Leo gave official patronage to a scholastic revival based on the works of Aquinas, but the attempt to defend Catholicism on a more radical intellectual basis by the French biblical critic Alfred Loisy (1857-1940), the Anglo-Irish theologian George Tyrrell (1861-1909) and the German-Scots metaphysician Friedrich von Hugel (1852-1925) was con­demned as the ‘Modernist heresy’ by Pope St Pius X (1835-1914) in 1907.

The power of the Papacy was also enhanced by the rise of missionary Catholic churches, like those of England, Scotland, the United States and Australasia, largely built up by emigrants from Ireland. These churches were not subject to State interference: so that it was through the realisation of the liberal principle of‘a free Church in a free State’ that the Papacy in 1900 enjoyed a more untrammelled jurisdiction over the whole Catholic world.

Protestantism like Catholicism benefited from the conservative reaction to the French Revolution, to enjoy a massive nineteenth-century revival. In England, the former radical Unitarian S.T. Coleridge (1772-1834) defended the union of Church and State on the basis of a Neoplatonic and neo-Germanic idealist philosophy, while the Church of England Evangelicals of the ‘Clapham Sect’, under the lay leadership of William Wilberforce (1759-1833), the arch-opponent of the slave trade, offered a philanthropic if conservative alternative to violent revolution.

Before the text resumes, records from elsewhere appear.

//! Nearest-neighbor spatio-temporal join: resolve one (date, lat, lon)
//! tuple to a (time, lat, lon) index triple into the weather grid, then
//! read all five fields at that triple.

use crate::clean::CleanIncident;
use crate::config::{Config, CoverageCutoff, RowErrorPolicy};
use crate::data_io::{WeatherGrid, WeatherSample};
use crate::time_utils::{days_between, is_valid_date};
use chrono::{Datelike, NaiveDate};
use ndarray::Array1;
use thiserror::Error;

#[derive(Error, Debug)]
pub enum JoinError {
    #[error("Row {row}: cannot resolve date {year:04}-{month:02}-{day:02}")]
    UnresolvableDate {
        row: usize,
        year: i32,
        month: i32,
        day: i32,
    },

    #[error("Row {row}: missing coordinates")]
    MissingCoordinates { row: usize },
}

/// Joiner over one weather grid. Holds the coverage policy and the
/// longitude conversion mode; the grid itself is read-only and shared.
pub struct Joiner<'a> {
    grid: &'a WeatherGrid,
    reference_date: NaiveDate,
    coverage_cutoff: Option<CoverageCutoff>,
    exact_longitude_wrap: bool,
    row_error_policy: RowErrorPolicy,
}

impl<'a> Joiner<'a> {
    pub fn new(grid: &'a WeatherGrid, config: &Config) -> Self {
        Self {
            grid,
            reference_date: config.reference_date,
            coverage_cutoff: config.coverage_cutoff,
            exact_longitude_wrap: config.exact_longitude_wrap,
            row_error_policy: config.row_error_policy,
        }
    }

    /// Annotate one cleaned row: either a full five-field sample or None.
    ///
    /// None means the row is outside the grid's temporal coverage. A row
    /// that cannot be resolved at all (invalid calendar date, missing
    /// coordinates) is an error under the abort policy and None otherwise.
    pub fn annotate(
        &self,
        row_index: usize,
        row: &CleanIncident,
    ) -> Result<Option<WeatherSample>, JoinError> {
        let time = match self.resolve_time(row_index, row)? {
            Some(t) => t,
            None => return Ok(None),
        };
        let (latitude, longitude) = match (row.latitude, row.longitude) {
            (Some(lat), Some(lon)) => (lat, lon),
            _ => return self.row_failure(JoinError::MissingCoordinates { row: row_index }),
        };

        let lat_index = nearest_index(&self.grid.latitudes, latitude);
        let lon_index = nearest_index(
            &self.grid.longitudes,
            self.to_grid_longitude(longitude),
        );

        Ok(Some(self.grid.sample(time, lat_index, lon_index)))
    }

    /// Resolve the incident date to a time-step index, or None when the
    /// date falls outside the coverage window.
    fn resolve_time(
        &self,
        row_index: usize,
        row: &CleanIncident,
    ) -> Result<Option<usize>, JoinError> {
        if !is_valid_date(row.iyear as i64, row.imonth as i64, row.iday as i64) {
            let error = JoinError::UnresolvableDate {
                row: row_index,
                year: row.iyear,
                month: row.imonth,
                day: row.iday,
            };
            return match self.row_error_policy {
                RowErrorPolicy::Skip => Ok(None),
                RowErrorPolicy::Abort => Err(error),
            };
        }

        if let Some(cutoff) = &self.coverage_cutoff {
            if cutoff.excludes(row.iyear, row.imonth as u32) {
                return Ok(None);
            }
        }

        let offset = days_between(
            self.reference_date.year() as i64,
            self.reference_date.month() as i64,
            self.reference_date.day() as i64,
            row.iyear as i64,
            row.imonth as i64,
            row.iday as i64,
        );
        // Dates strictly before the reference date are out of coverage;
        // the reference date itself is time step 0. Offsets past the end
        // of the time axis are equally out of coverage.
        if offset < 0 || offset as usize >= self.grid.num_steps() {
            return Ok(None);
        }
        Ok(Some(offset as usize))
    }

    /// Convert an incident longitude (-180..180) to the grid's 0..360
    /// convention. The legacy flat +180 shift is preserved by default
    /// because downstream consumers depend on its behavior; the exact
    /// modulo wrap is available behind a flag.
    fn to_grid_longitude(&self, longitude: f64) -> f64 {
        if self.exact_longitude_wrap {
            (longitude + 360.0) % 360.0
        } else {
            longitude + 180.0
        }
    }

    fn row_failure(&self, error: JoinError) -> Result<Option<WeatherSample>, JoinError> {
        match self.row_error_policy {
            RowErrorPolicy::Skip => Ok(None),
            RowErrorPolicy::Abort => Err(error),
        }
    }
}

/// Index of the axis value nearest to the target by absolute difference.
/// Ties resolve to the lowest index. The axis is non-empty by the grid
/// loader's contract, so an index always exists.
pub fn nearest_index(axis: &Array1<f64>, target: f64) -> usize {
    let mut best = 0;
    let mut best_dist = f64::INFINITY;
    for (i, &value) in axis.iter().enumerate() {
        let dist = (value - target).abs();
        if dist < best_dist {
            best = i;
            best_dist = dist;
        }
    }
    best
}
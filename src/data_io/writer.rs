use super::{WeatherSample, WEATHER_COLUMNS};
use crate::clean::CleanIncident;
use std::path::Path;
use thiserror::Error;

#[derive(Error, Debug)]
pub enum WriteError {
    #[error("CSV error: {0}")]
    Csv(#[from] csv::Error),

    #[error("IO error: {0}")]
    Io(#[from] std::io::Error),
}

/// Column order of the output table; the five weather columns trail.
const OUTPUT_COLUMNS: [&str; 29] = [
    "iyear",
    "imonth",
    "iday",
    "latitude",
    "longitude",
    "extended",
    "vicinity",
    "crit1",
    "crit2",
    "crit3",
    "doubtterr",
    "multiple",
    "success",
    "suicide",
    "claimed",
    "property",
    "ishostkid",
    "country_txt",
    "region_txt",
    "attacktype1_txt",
    "targtype1_txt",
    "weaptype1_txt",
    "target1",
    "gname",
    "summary",
    "nkill",
    "nwound",
    "ncasualties",
    "has_casualties",
];

/// CSV writer for the annotated incident table
pub struct OutputWriter {
    file_path: String,
}

impl OutputWriter {
    pub fn new(file_path: impl AsRef<Path>) -> Self {
        Self {
            file_path: file_path.as_ref().to_string_lossy().to_string(),
        }
    }

    /// Write the cleaned rows with their weather annotations, preserving
    /// row order. No leading index column; null weather values are
    /// written as empty fields.
    pub fn write(
        &self,
        rows: &[CleanIncident],
        samples: &[Option<WeatherSample>],
    ) -> Result<(), WriteError> {
        let mut writer = csv::Writer::from_path(&self.file_path)?;

        let header: Vec<&str> = OUTPUT_COLUMNS
            .iter()
            .chain(WEATHER_COLUMNS.iter())
            .copied()
            .collect();
        writer.write_record(&header)?;

        for (row, sample) in rows.iter().zip(samples.iter()) {
            let mut record = vec![
                row.iyear.to_string(),
                row.imonth.to_string(),
                row.iday.to_string(),
                format_coord(row.latitude),
                format_coord(row.longitude),
                row.extended.to_string(),
                row.vicinity.to_string(),
                row.crit1.to_string(),
                row.crit2.to_string(),
                row.crit3.to_string(),
                row.doubtterr.to_string(),
                row.multiple.to_string(),
                row.success.to_string(),
                row.suicide.to_string(),
                row.claimed.to_string(),
                row.property.to_string(),
                row.ishostkid.to_string(),
                row.country_txt.clone(),
                row.region_txt.clone(),
                row.attacktype1_txt.clone(),
                row.targtype1_txt.clone(),
                row.weaptype1_txt.clone(),
                row.target1.clone(),
                row.gname.clone(),
                row.summary.clone(),
                row.nkill.to_string(),
                row.nwound.to_string(),
                row.ncasualties.to_string(),
                row.has_casualties.to_string(),
            ];
            match sample {
                Some(s) => {
                    record.push(s.t2m.to_string());
                    record.push(s.tcc.to_string());
                    record.push(s.vidgf.to_string());
                    record.push(s.sp.to_string());
                    record.push(s.v10.to_string());
                }
                None => record.extend(std::iter::repeat(String::new()).take(5)),
            }
            writer.write_record(&record)?;
        }

        writer.flush()?;
        Ok(())
    }
}

fn format_coord(value: Option<f64>) -> String {
    match value {
        Some(v) => v.to_string(),
        None => String::new(),
    }
}
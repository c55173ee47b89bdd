pub mod clean;
pub mod config;
pub mod data_io;
pub mod join;
pub mod parallel;
pub mod time_utils;

pub use time_utils::*;
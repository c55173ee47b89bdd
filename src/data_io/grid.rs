use super::WeatherGrid;
use ndarray::{Array1, Array3};
use std::path::Path;
use thiserror::Error;

/// NetCDF variable names in the weather extract.
const LAT_VAR: &str = "latitude";
const LON_VAR: &str = "longitude";
const TIME_VAR: &str = "time";
const FIELD_VARS: [&str; 5] = ["t2m", "tcc", "p85.162", "sp", "v10"];

#[derive(Error, Debug)]
pub enum GridError {
    #[error("NetCDF error: {0}")]
    Netcdf(#[from] netcdf::Error),

    #[error("Variable not found: {0}")]
    MissingVariable(String),

    #[error("Coordinate axis {0} is empty")]
    EmptyAxis(String),

    #[error("Variable {name} has shape {actual:?}, expected {expected:?}")]
    ShapeMismatch {
        name: String,
        actual: Vec<usize>,
        expected: Vec<usize>,
    },

    #[error("File not found: {0}")]
    FileNotFound(String),
}

/// NetCDF reader for the gridded weather dataset
pub struct GridReader {
    pub file_path: String,
}

impl GridReader {
    pub fn new(file_path: impl AsRef<Path>) -> Self {
        Self {
            file_path: file_path.as_ref().to_string_lossy().to_string(),
        }
    }

    /// Load the coordinate axes and all five fields into memory.
    ///
    /// Fatal on a missing variable, an empty coordinate axis, or a field
    /// whose shape disagrees with the axes. The time axis is assumed to be
    /// daily-resolution starting at the configured reference date; that
    /// precondition is the caller's to guarantee and is not validated here.
    pub fn read(&self) -> Result<WeatherGrid, GridError> {
        let path = Path::new(&self.file_path);
        if !path.exists() {
            return Err(GridError::FileNotFound(self.file_path.clone()));
        }
        let file = netcdf::open(path)?;

        let latitudes = read_axis(&file, LAT_VAR)?;
        let longitudes = read_axis(&file, LON_VAR)?;
        let times = read_axis(&file, TIME_VAR)?;

        let expected = vec![times.len(), latitudes.len(), longitudes.len()];
        let [t2m_var, tcc_var, vidgf_var, sp_var, v10_var] = FIELD_VARS;
        let t2m = read_field(&file, t2m_var, &expected)?;
        let tcc = read_field(&file, tcc_var, &expected)?;
        let vidgf = read_field(&file, vidgf_var, &expected)?;
        let sp = read_field(&file, sp_var, &expected)?;
        let v10 = read_field(&file, v10_var, &expected)?;

        Ok(WeatherGrid {
            latitudes,
            longitudes,
            times,
            t2m,
            tcc,
            vidgf,
            sp,
            v10,
        })
    }
}

/// Read a 1-D coordinate variable; empty axes are fatal because
/// nearest-neighbor resolution is undefined over them.
fn read_axis(file: &netcdf::File, name: &str) -> Result<Array1<f64>, GridError> {
    let var = file
        .variable(name)
        .ok_or_else(|| GridError::MissingVariable(name.to_string()))?;
    let values: Vec<f64> = var.get_values(..)?;
    if values.is_empty() {
        return Err(GridError::EmptyAxis(name.to_string()));
    }
    Ok(Array1::from_vec(values))
}

/// Read one 3-D data variable with layout [time, lat, lon].
fn read_field(
    file: &netcdf::File,
    name: &str,
    expected: &[usize],
) -> Result<Array3<f32>, GridError> {
    let var = file
        .variable(name)
        .ok_or_else(|| GridError::MissingVariable(name.to_string()))?;
    let shape: Vec<usize> = var.dimensions().iter().map(|d| d.len()).collect();
    if shape != expected {
        return Err(GridError::ShapeMismatch {
            name: name.to_string(),
            actual: shape,
            expected: expected.to_vec(),
        });
    }
    let raw: Vec<f32> = var.get_values(..)?;
    Array3::from_shape_vec((expected[0], expected[1], expected[2]), raw).map_err(|_| {
        GridError::ShapeMismatch {
            name: name.to_string(),
            actual: expected.to_vec(),
            expected: expected.to_vec(),
        }
    })
}
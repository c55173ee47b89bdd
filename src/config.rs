use chrono::{Datelike, NaiveDate};
use clap::{Arg, Command};
use std::path::PathBuf;

/// End of the grid's valid time window. Incidents dated after this
/// (year, month) pair resolve to null weather values even when their
/// computed time index would nominally be in range.
#[derive(Clone, Copy, Debug, PartialEq, Eq)]
pub struct CoverageCutoff {
    pub year: i32,
    /// Last covered month of `year` (1-12).
    pub month: u32,
    /// When false the cutoff month itself is already out of coverage.
    pub inclusive: bool,
}

impl CoverageCutoff {
    /// True when the given incident date falls past the cutoff.
    pub fn excludes(&self, year: i32, month: u32) -> bool {
        if year > self.year {
            return true;
        }
        if year < self.year {
            return false;
        }
        if self.inclusive {
            month > self.month
        } else {
            month >= self.month
        }
    }
}

/// What to do when a single row cannot be resolved (e.g. a month-0 date).
#[derive(Clone, Copy, Debug, PartialEq, Eq)]
pub enum RowErrorPolicy {
    /// Assign null weather values and continue.
    Skip,
    /// Abort the whole run.
    Abort,
}

/// Main configuration structure with CLI support
#[derive(Clone, Debug)]
pub struct Config {
    /// Incident report CSV (ISO-8859-1 encoded)
    pub incidents_path: PathBuf,
    /// Gridded weather NetCDF file
    pub grid_path: PathBuf,
    /// Output CSV path
    pub output_path: PathBuf,

    /// First record date of the weather grid; time index 0.
    pub reference_date: NaiveDate,
    /// Optional end of valid coverage (None = the whole time axis).
    pub coverage_cutoff: Option<CoverageCutoff>,

    /// Keep only rows where all three terrorism criteria hold and the
    /// motive-doubt flag is unset.
    pub strict_filter: bool,
    /// Use the mathematically correct 0-360 longitude wrap instead of the
    /// legacy flat +180 shift.
    pub exact_longitude_wrap: bool,
    /// Per-row failure handling
    pub row_error_policy: RowErrorPolicy,
    /// Number of worker threads for the join (0 = rayon default)
    pub num_threads: usize,
    /// Verbose output
    pub verbose: bool,
}

impl Default for Config {
    fn default() -> Self {
        Self {
            incidents_path: PathBuf::from("globalterrorismdb.csv"),
            grid_path: PathBuf::from("weather.nc"),
            output_path: PathBuf::from("incident_weather.csv"),
            // First record in the weather extract.
            reference_date: NaiveDate::from_ymd_opt(2012, 1, 1).unwrap(),
            coverage_cutoff: Some(CoverageCutoff {
                year: 2017,
                month: 6,
                inclusive: true,
            }),
            strict_filter: false,
            exact_longitude_wrap: false,
            row_error_policy: RowErrorPolicy::Skip,
            num_threads: 0,
            verbose: false,
        }
    }
}

impl Config {
    /// Parse configuration from command line arguments
    pub fn from_args() -> Result<Self, String> {
        let app = Command::new("incident_weather")
            .version("0.1.0")
            .about("Annotate incident reports with reanalysis weather fields")
            .arg(
                Arg::new("incidents")
                    .short('i')
                    .long("incidents")
                    .value_name("CSV")
                    .help("Incident report CSV file (ISO-8859-1 encoded)")
                    .required(true),
            )
            .arg(
                Arg::new("grid")
                    .short('g')
                    .long("grid")
                    .value_name("NC")
                    .help("Gridded weather NetCDF file")
                    .required(true),
            )
            .arg(
                Arg::new("output")
                    .short('o')
                    .long("output")
                    .value_name("CSV")
                    .help("Output CSV path")
                    .default_value("incident_weather.csv"),
            )
            .arg(
                Arg::new("reference-date")
                    .long("reference-date")
                    .value_name("DATE")
                    .help("First record date of the weather grid (YYYY-MM-DD)")
                    .default_value("2012-01-01"),
            )
            .arg(
                Arg::new("coverage-end")
                    .long("coverage-end")
                    .value_name("YYYY-MM")
                    .help("Last covered month, inclusive (\"none\" to disable)")
                    .default_value("2017-06"),
            )
            .arg(
                Arg::new("coverage-end-exclusive")
                    .long("coverage-end-exclusive")
                    .help("Treat the coverage-end month itself as out of coverage")
                    .action(clap::ArgAction::SetTrue),
            )
            .arg(
                Arg::new("strict-filter")
                    .long("strict-filter")
                    .help("Drop rows failing the terrorism criteria or flagged as doubted")
                    .action(clap::ArgAction::SetTrue),
            )
            .arg(
                Arg::new("exact-longitude-wrap")
                    .long("exact-longitude-wrap")
                    .help("Use (lon + 360) mod 360 instead of the legacy +180 shift")
                    .action(clap::ArgAction::SetTrue),
            )
            .arg(
                Arg::new("on-row-error")
                    .long("on-row-error")
                    .value_name("POLICY")
                    .help("What to do when a row cannot be resolved")
                    .value_parser(["skip", "abort"])
                    .default_value("skip"),
            )
            .arg(
                Arg::new("num-threads")
                    .short('j')
                    .long("num-threads")
                    .value_name("COUNT")
                    .help("Worker threads for the join (0 = all cores)")
                    .default_value("0"),
            )
            .arg(
                Arg::new("verbose")
                    .short('v')
                    .long("verbose")
                    .help("Enable verbose output")
                    .action(clap::ArgAction::SetTrue),
            );

        let matches = app.try_get_matches().map_err(|e| e.to_string())?;

        let incidents_path = PathBuf::from(matches.get_one::<String>("incidents").unwrap());
        let grid_path = PathBuf::from(matches.get_one::<String>("grid").unwrap());
        let output_path = PathBuf::from(matches.get_one::<String>("output").unwrap());

        let reference_date = Self::parse_date(matches.get_one::<String>("reference-date").unwrap())?;

        let coverage_cutoff = Self::parse_cutoff(
            matches.get_one::<String>("coverage-end").unwrap(),
            !matches.get_flag("coverage-end-exclusive"),
        )?;

        let row_error_policy = match matches.get_one::<String>("on-row-error").unwrap().as_str() {
            "skip" => RowErrorPolicy::Skip,
            "abort" => RowErrorPolicy::Abort,
            _ => return Err("Invalid row error policy".to_string()),
        };

        let num_threads: usize = matches
            .get_one::<String>("num-threads")
            .unwrap()
            .parse()
            .map_err(|_| "Invalid number of threads")?;

        let config = Self {
            incidents_path,
            grid_path,
            output_path,
            reference_date,
            coverage_cutoff,
            strict_filter: matches.get_flag("strict-filter"),
            exact_longitude_wrap: matches.get_flag("exact-longitude-wrap"),
            row_error_policy,
            num_threads,
            verbose: matches.get_flag("verbose"),
        };

        config.validate()?;

        Ok(config)
    }

    /// Parse a date in YYYY-MM-DD format
    fn parse_date(date_str: &str) -> Result<NaiveDate, String> {
        NaiveDate::parse_from_str(date_str, "%Y-%m-%d")
            .map_err(|_| format!("Invalid date: {}. Expected: YYYY-MM-DD", date_str))
    }

    /// Parse a coverage cutoff in YYYY-MM format, or "none"
    fn parse_cutoff(cutoff_str: &str, inclusive: bool) -> Result<Option<CoverageCutoff>, String> {
        if cutoff_str.eq_ignore_ascii_case("none") {
            return Ok(None);
        }
        let parts: Vec<&str> = cutoff_str.split('-').collect();
        if parts.len() != 2 {
            return Err(format!(
                "Invalid coverage end: {}. Expected: YYYY-MM or none",
                cutoff_str
            ));
        }
        let year: i32 = parts[0].parse().map_err(|_| "Invalid coverage end year")?;
        let month: u32 = parts[1].parse().map_err(|_| "Invalid coverage end month")?;
        if !(1..=12).contains(&month) {
            return Err(format!("Coverage end month out of range: {}", month));
        }
        Ok(Some(CoverageCutoff {
            year,
            month,
            inclusive,
        }))
    }

    /// Create a Config for testing purposes (bypasses CLI parsing)
    #[cfg(test)]
    pub fn for_testing() -> Self {
        Self::default()
    }

    /// Validate configuration parameters
    pub fn validate(&self) -> Result<(), String> {
        if !self.incidents_path.exists() {
            return Err(format!(
                "Incident file does not exist: {}",
                self.incidents_path.display()
            ));
        }
        if !self.grid_path.exists() {
            return Err(format!(
                "Grid file does not exist: {}",
                self.grid_path.display()
            ));
        }
        if let Some(cutoff) = &self.coverage_cutoff {
            if (cutoff.year, cutoff.month)
                < (self.reference_date.year(), self.reference_date.month())
            {
                return Err("Coverage end predates the grid reference date".to_string());
            }
        }
        Ok(())
    }
}

#[cfg(test)]
mod tests {
    use super::*;

    #[test]
    fn test_default_cutoff_inclusive_june() {
        let config = Config::for_testing();
        let cutoff = config.coverage_cutoff.unwrap();
        assert!(!cutoff.excludes(2017, 6));
        assert!(cutoff.excludes(2017, 7));
        assert!(cutoff.excludes(2018, 1));
        assert!(!cutoff.excludes(2016, 12));
    }

    #[test]
    fn test_exclusive_cutoff() {
        let cutoff = CoverageCutoff {
            year: 2017,
            month: 6,
            inclusive: false,
        };
        assert!(cutoff.excludes(2017, 6));
        assert!(!cutoff.excludes(2017, 5));
    }

    #[test]
    fn test_parse_cutoff() {
        assert_eq!(Config::parse_cutoff("none", true).unwrap(), None);
        let cutoff = Config::parse_cutoff("2017-06", true).unwrap().unwrap();
        assert_eq!((cutoff.year, cutoff.month), (2017, 6));
        assert!(cutoff.inclusive);
        assert!(Config::parse_cutoff("2017-13", true).is_err());
        assert!(Config::parse_cutoff("2017", true).is_err());
    }

    #[test]
    fn test_validate_cutoff_before_reference() {
        let config = Config {
            incidents_path: PathBuf::from("Cargo.toml"),
            grid_path: PathBuf::from("Cargo.toml"),
            coverage_cutoff: Some(CoverageCutoff {
                year: 2011,
                month: 12,
                inclusive: true,
            }),
            ..Config::for_testing()
        };
        assert!(config.validate().is_err());
    }
}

A similar social-reforming Evangelicalism was given practical expression in the crusades of the seventh Earl of Shaftesbury (1801-85) against the exploitation of child and female labour. The Evangelicals also produced the first great Protestant missions to the heathen overseas, while under Evangelical influence the English Nonconformist Churches grew between 1790 and 1850 to a near parity in numbers with the Church of England. The Nonconformist and radical subversion of the Anglican confessional state, aided and abetted by Irish and English Catholics, produced from 1833 a conservative High Church reaction in defence of the Church of England led by Edward Bouverie Pusey (1800-82) and John Henry Newman (1801-90), who after his submission to Rome in 1845, became one of the most original of modern Roman Catholic theologians. This ecclesiastical hostility to a more liberal reforming State also occurred in the new Calvinist secession churches of Holland, Switzerland and Scotland, where a Free Kirk, formed under the leadership of Thomas Chalmers (1780-1847) in 1843 by the disruption of the official Church of Scotland, professed to act in defence of the ‘Crown Rights of the Redeemer’ against secular tyranny. There were Evangelicals still more other-worldly: the Scots Edward Irving (1792-1834), inspirer of the Catholic Apostolic Church, and the Irish J.N. Darby (1800-82), founder of the Plymouth Brethren, denounced the existing churches as apostate, and looked for deliverance to the Second Coming to usher in the Millennium. Their literalist understanding of Scripture is the foundation of modern fundamen­talism. Other churches, like the Methodists, also divided. Yet underlying the warfare of the mainstream rival denominations were shared tendencies towards the revival of higher doctrines of Church, ministry and sacrament, the formation of a more professional clergy, and the adoption of a more formal liturgy and Gothic architecture and symbolism, and even of a more distinctive clerical dress.

This wholesale renewal of the institutional fabric of the Protestant Churches was, however, largely middle class in character, and repelled a large majority of the urban poor in the new industrial towns. One of the few successful proletarian Christian movements was the Salvation Army, founded by William Booth (1829-1912), with both evangelistic and philanthropic aims. The social and educational achievements of the Protes­tant Churches were generally impressive, if inadequate to the sheer mag­nitude of their task, and the Christian Socialism of well-meaning clergymen like F.D. Maurice (1805-72) was better at interesting Christians in Socialism than in converting Socialists to Christianity. The growth of the British Empire, however, enlarged the field of action of Protestant Christianity, while the advent of Protestant Prussia as the principal industrial and military power on the continent was confirmed by the proclamation of a new German Empire in 1871. The learned Protestant apologists for Prussia included the philosopher G.W.F. Hegel (1770-1831), who, though his system was near to pantheism, exercised an enormous influence in his defence of Christianity as the Absolute Religion, corresponding in imaginative terms to the highest scientific realisation of Absolute Idealism, as defined in his own romantic philosophy.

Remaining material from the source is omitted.